Dir/scr: Santosh Davakhar. India. 2025. 116mins
A joyful wedding ceremony get together turns sinister in Gondhal, which unfolds on a single evening that brings a complete village collectively in celebration solely to be undone by lingering resentments, delicate egos and romantic jealousy. Santosh Davakhar makes his function debut in competitors at Goa with a richly-photographed Marathi-language crowdpleaser that luxuriates in tradition and ceremony each bit as a lot because it delights in its heightened thriller components. Polished and expertly paced, the function grabs viewers by the throat from minute one and alerts the arrival of a complicated new voice in Indian cinema.
Indicators the arrival of a complicated new voice in Indian cinema
The vast majority of Davakhar’s output so far has been brief movies (together with 2017’s Adnyat and 2020 pandemic drama Antar-19) which have made modest waves on pageant circuit, and that ought to prime Gondhal for onward pageant play. Although the movie appears to have flown considerably below the radar at house since its mid-November launch, a world theatrical run could possibly be on the playing cards for area of interest distributors which have beforehand discovered audiences for non-Bollywood tune and dance spectaculars from India. Gondhal’s technical finesse and musicality actually make it a wealthy cinematic expertise.
The movie begins with a sleek, practically 30-minute opening sequence that units the tone.
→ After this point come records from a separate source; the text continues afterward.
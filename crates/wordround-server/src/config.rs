use serde::Deserialize;

/// Top-level engine configuration, loaded from `wordround.toml`.
#[derive(Debug, Clone, Deserialize)]
#[serde(default)]
pub struct EngineConfig {
    /// Reserved for the transport host that embeds the engine.
    pub listen_addr: String,
    pub game: GameConfig,
    pub persistence: PersistenceConfig,
    pub recovery: RecoveryConfig,
}

impl Default for EngineConfig {
    fn default() -> Self {
        Self {
            listen_addr: "0.0.0.0:8080".to_string(),
            game: GameConfig::default(),
            persistence: PersistenceConfig::default(),
            recovery: RecoveryConfig::default(),
        }
    }
}

/// Round progression policy.
#[derive(Debug, Clone, Deserialize)]
#[serde(default)]
pub struct GameConfig {
    /// Confirmation window before a round starts automatically.
    pub round_timer_secs: u64,
    pub min_players: usize,
    pub points_per_answer: u32,
}

impl Default for GameConfig {
    fn default() -> Self {
        Self {
            round_timer_secs: 30,
            min_players: 2,
            points_per_answer: 10,
        }
    }
}

/// Snapshot and event-log behavior.
#[derive(Debug, Clone, Deserialize)]
#[serde(default)]
pub struct PersistenceConfig {
    pub snapshot_interval_secs: u64,
    pub snapshot_keep_count: usize,
    /// How many recent events the admin info surface returns.
    pub recent_event_limit: usize,
}

impl Default for PersistenceConfig {
    fn default() -> Self {
        Self {
            snapshot_interval_secs: 30,
            snapshot_keep_count: 5,
            recent_event_limit: 10,
        }
    }
}

/// Startup recovery and retention sweep.
#[derive(Debug, Clone, Deserialize)]
#[serde(default)]
pub struct RecoveryConfig {
    /// Rooms finished longer ago than this get their snapshot history
    /// trimmed during the startup sweep.
    pub finished_retention_hours: u64,
    pub finished_keep_count: usize,
}

impl Default for RecoveryConfig {
    fn default() -> Self {
        Self {
            finished_retention_hours: 24,
            finished_keep_count: 2,
        }
    }
}

impl EngineConfig {
    /// Validate configuration, exiting on values the engine cannot run with.
    pub fn validate(&self) {
        if self.listen_addr.parse::<std::net::SocketAddr>().is_err() {
            tracing::error!(addr = %self.listen_addr, "listen_addr is not a valid socket address");
            std::process::exit(1);
        }
        if self.game.round_timer_secs == 0 {
            tracing::error!("game.round_timer_secs must be > 0");
            std::process::exit(1);
        }
        if self.game.min_players < 2 {
            tracing::error!("game.min_players must be >= 2");
            std::process::exit(1);
        }
        if self.persistence.snapshot_interval_secs == 0 {
            tracing::error!("persistence.snapshot_interval_secs must be > 0");
            std::process::exit(1);
        }
        if self.persistence.snapshot_keep_count == 0 {
            tracing::error!("persistence.snapshot_keep_count must be > 0");
            std::process::exit(1);
        }
        if self.recovery.finished_keep_count == 0 {
            tracing::error!("recovery.finished_keep_count must be > 0");
            std::process::exit(1);
        }
    }

    /// Load config from `wordround.toml` if it exists, then apply env var
    /// overrides.
    pub fn load() -> Self {
        let mut config = match std::fs::read_to_string("wordround.toml") {
            Ok(content) => match toml::from_str::<EngineConfig>(&content) {
                Ok(cfg) => {
                    tracing::info!("Loaded configuration from wordround.toml");
                    cfg
                },
                Err(e) => {
                    tracing::warn!("Failed to parse wordround.toml: {e}, using defaults");
                    EngineConfig::default()
                },
            },
            Err(_) => {
                tracing::info!("No wordround.toml found, using defaults");
                EngineConfig::default()
            },
        };

        if let Ok(addr) = std::env::var("WORDROUND_LISTEN_ADDR")
            && !addr.is_empty()
        {
            config.listen_addr = addr;
        }
        if let Ok(val) = std::env::var("WORDROUND_ROUND_TIMER_SECS")
            && let Ok(n) = val.parse::<u64>()
        {
            config.game.round_timer_secs = n;
        }
        if let Ok(val) = std::env::var("WORDROUND_SNAPSHOT_INTERVAL_SECS")
            && let Ok(n) = val.parse::<u64>()
        {
            config.persistence.snapshot_interval_secs = n;
        }
        if let Ok(val) = std::env::var("WORDROUND_SNAPSHOT_KEEP_COUNT")
            && let Ok(n) = val.parse::<usize>()
        {
            config.persistence.snapshot_keep_count = n;
        }
        if let Ok(val) = std::env::var("WORDROUND_FINISHED_RETENTION_HOURS")
            && let Ok(n) = val.parse::<u64>()
        {
            config.recovery.finished_retention_hours = n;
        }

        config
    }
}
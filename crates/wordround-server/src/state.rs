use std::sync::Arc;

use tokio::sync::broadcast;

use wordround_core::messages::RoomNotification;

use crate::config::EngineConfig;
use crate::flow::GameFlow;
use crate::persistence::PersistenceCoordinator;
use crate::registry::{SessionRegistry, SharedRegistry};
use crate::store::GameStore;

/// Capacity of the outbound notification channel. A transport that lags
/// this far behind starts losing messages.
const NOTIFY_CAPACITY: usize = 256;

#[derive(Clone)]
pub struct AppState {
    pub registry: SharedRegistry,
    pub store: Arc<dyn GameStore>,
    pub persistence: Arc<PersistenceCoordinator>,
    pub flow: Arc<GameFlow>,
    pub config: Arc<EngineConfig>,
    notify_tx: broadcast::Sender<RoomNotification>,
}

impl AppState {
    pub fn new(config: EngineConfig, store: Arc<dyn GameStore>) -> Self {
        let config = Arc::new(config);
        let registry = SessionRegistry::shared();
        let persistence = Arc::new(PersistenceCoordinator::new(
            Arc::clone(&store),
            Arc::clone(&registry),
            &config.persistence,
        ));
        let (notify_tx, _) = broadcast::channel(NOTIFY_CAPACITY);
        let flow = Arc::new(GameFlow::new(
            Arc::clone(&registry),
            Arc::clone(&persistence),
            notify_tx.clone(),
            Arc::clone(&config),
        ));
        Self {
            registry,
            store,
            persistence,
            flow,
            config,
            notify_tx,
        }
    }

    /// Subscribe to the outbound notification stream. Each subscriber sees
    /// every room's notifications and filters by `room` itself.
    pub fn subscribe(&self) -> broadcast::Receiver<RoomNotification> {
        self.notify_tx.subscribe()
    }

    /// Stop every background task: auto-snapshots and pending round timers.
    pub async fn shutdown(&self) {
        self.persistence.shutdown();
        self.registry.write().await.shutdown();
        tracing::info!("engine shut down");
    }
}
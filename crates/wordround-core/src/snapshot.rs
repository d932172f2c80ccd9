use chrono::{DateTime, Utc};
use serde::{Deserialize, Serialize};
use uuid::Uuid;

use crate::state::GameState;

/// Immutable point-in-time capture of a room's full state. The state field
/// is everything needed to rehydrate the room after a restart; snapshots
/// outlive the in-memory game and are pruned only by explicit retention.
#[derive(Debug, Clone, PartialEq, Serialize, Deserialize)]
pub struct Snapshot {
    pub id: Uuid,
    pub room_code: String,
    pub round_number: u32,
    pub created_at: DateTime<Utc>,
    pub state: GameState,
}

impl Snapshot {
    pub fn capture(state: &GameState) -> Self {
        Self {
            id: Uuid::new_v4(),
            room_code: state.room.code.clone(),
            round_number: state.room.current_round,
            created_at: Utc::now(),
            state: state.clone(),
        }
    }
}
Cinematographer Amaledu Chaudary’s (Shiddat) monitoring shot begins with Maharashtra village elder and matchmaker Bhivada (Kishor Kadam, Anurag Kashyap’s Black Friday) strolling a dust street with a few pals and his grandson Vishnu (Dhruv Thoke). They’re making their approach to the city centre for the night’s celebratory gondhal, a efficiency of mythological tales advised via dance and music, designed to ward off detrimental vitality and pave the best way to a cheerful marriage.
The newlyweds are Andya (Yogesh Sohoni), the son of the city second wealthiest man and extensively regarded as a bit easy, and the gorgeous Suman (relative newcomer Ishita Deshmukh), typically thought-about means out of Andya’s league. After all, Suman has a second suitor, the jealous and actually moustache-twirling Sarjerao (Nishad Bhoir), the son of the corrupt village chief, often called the ‘patil’ (Suresh Vishwakarma), who refused to pay her dowry. Suman’s third suitor is gondhali performer Saheba (Anju Prabhu), the inappropriate man she really loves and is now completely separated from. Because the gondhal carries on, the soon-to-be unhappily married Suman tries to plot a course out of the village.
Davakhar, who additionally wrote the script, makes use of the archetypes of romantic melodrama as a springboard for an admittedly easy story about religion, responsibility, secrets and techniques and lies, and the darker impulses simmering simply beneath the floor even throughout our most sacred moments. The establishing opener is a masterclass in effectivity, laying the groundwork for the principle gamers and the way they relate to one another, pitched so exactly it’s apparent there’s a powder keg within the city simply ready for a spark to ignite it.
Bhivada and the patil clearly have a historical past, although it’s by no means detailed – it doesn’t have to be. Suman is aware of she has some extent of energy over the lads surrounding her, even when she has none inside her family. Sarjerao is a nepo child who’s completely satisfied to take advantage of his privilege, however deep-down fears he’s an imposter. In the end, all of them impression one another in violent methods.
As a lot enjoyable as Davakhar has with what are primarily inventory characters, it’s his unwavering deal with Maharashtrian tradition and dedication to utilizing its motifs and iconography to inform the story that provides Gondhal its singular imaginative and prescient – the results of two years of analysis. Within the foreground is the growing rigidity hovering over the marriage get together and Suman’s clumsy machinations, however within the background are the legends and tales of Khanderaya and different gods as advised by the gondhali gamers, bathed in heat crimson and orange mild and inky, deep darkness.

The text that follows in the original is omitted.